The system console shows queue manager is "starting". I understand that it is
not a correct status for queue manager (it is either to be running or
stopped). Also an error message shows something like "cannot access queue
database file QMAN$MASTER.DAT."
To fix the problem, we have to redefine the system logical QMAN$MASTER point to
another location instead of the common location, created a new queue database
file just for that server. Then restart the system again, it booted without
problem but I know th
e queue is not shared any more.
Can you explain to me how and why this happen?
The Answer is :
The OpenVMS Wizard can answer your question (only) if you can provide
details on specifically what changed during the "maintenance", and in
the interval since the last (successful) reboot. Without this level
of detail, there can unfortunately be no particular answer.
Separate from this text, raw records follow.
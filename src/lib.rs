//! screenmatch locates template images in screen captures for GUI automation.
//!
//! The crate scores every template placement in a capture, collapses clusters
//! of neighboring hits into one match, polls fresh captures until a match
//! appears or a timeout elapses, and turns coordinates, prior matches or image
//! names into the point an action should hit. Screen capture and event
//! injection are supplied by the caller through [`ScreenSource`] and
//! [`InputDriver`].

pub mod asset;
pub mod candidate;
pub mod directory;
pub mod focus;
pub mod image;
pub mod input;
pub mod kernel;
pub mod retry;
pub mod search;
pub mod session;
pub mod template;
mod trace;
pub mod util;

pub use asset::ImageAsset;
pub use candidate::suppress::suppress;
pub use candidate::{MatchCandidate, NeighborRule, SuppressionMargin};
pub use directory::{ImageDir, ImageDirectory};
pub use focus::{resolve_focus_point, FocusContext, ImageRef, Target};
#[cfg(feature = "image-io")]
pub use crate::image::io;
pub use crate::image::{ImageView, OwnedImage};
pub use input::{parse_key_sequence, type_text, InputDriver, KeyToken, SpecialKey};
pub use retry::{RetryConfig, RetryScheduler, ScreenSource, SearchState};
pub use search::scan::{match_all, match_best};
pub use search::{rank_candidates, MatchConfig, MatchResult, Matcher, MatcherStats, Metric, Point};
pub use session::Session;
pub use template::{SearchTemplate, DEFAULT_SIMILARITY};
pub use util::{ScreenMatchError, ScreenMatchResult};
Items such as incorrectly changing the local cluster host name or failing
to mount the disk where the shared files reside can all cause problems
with the system and with the queue startup. For details on changing the
nodename, please see the FAQ.
You will want to have the correct set of logical name definitions for
cluster operations, and you will want to have these logical names
defined in SYLOGICALS.COM.
A list of required logical name definitions for operation of a shared
cluster are included in SYLOGICALS.TEMPLATE (in V7.2 and later). Please
see the OpenVMS Cluster and System Manager's documentation, as this
documentation explains the various individual logical names mean.
You will also want to acquire and apply the mandatory ECO kits for
OpenVMS, though it is far from clear that these ECOs are related to
or will resolve the cause of this specific queue manager problem.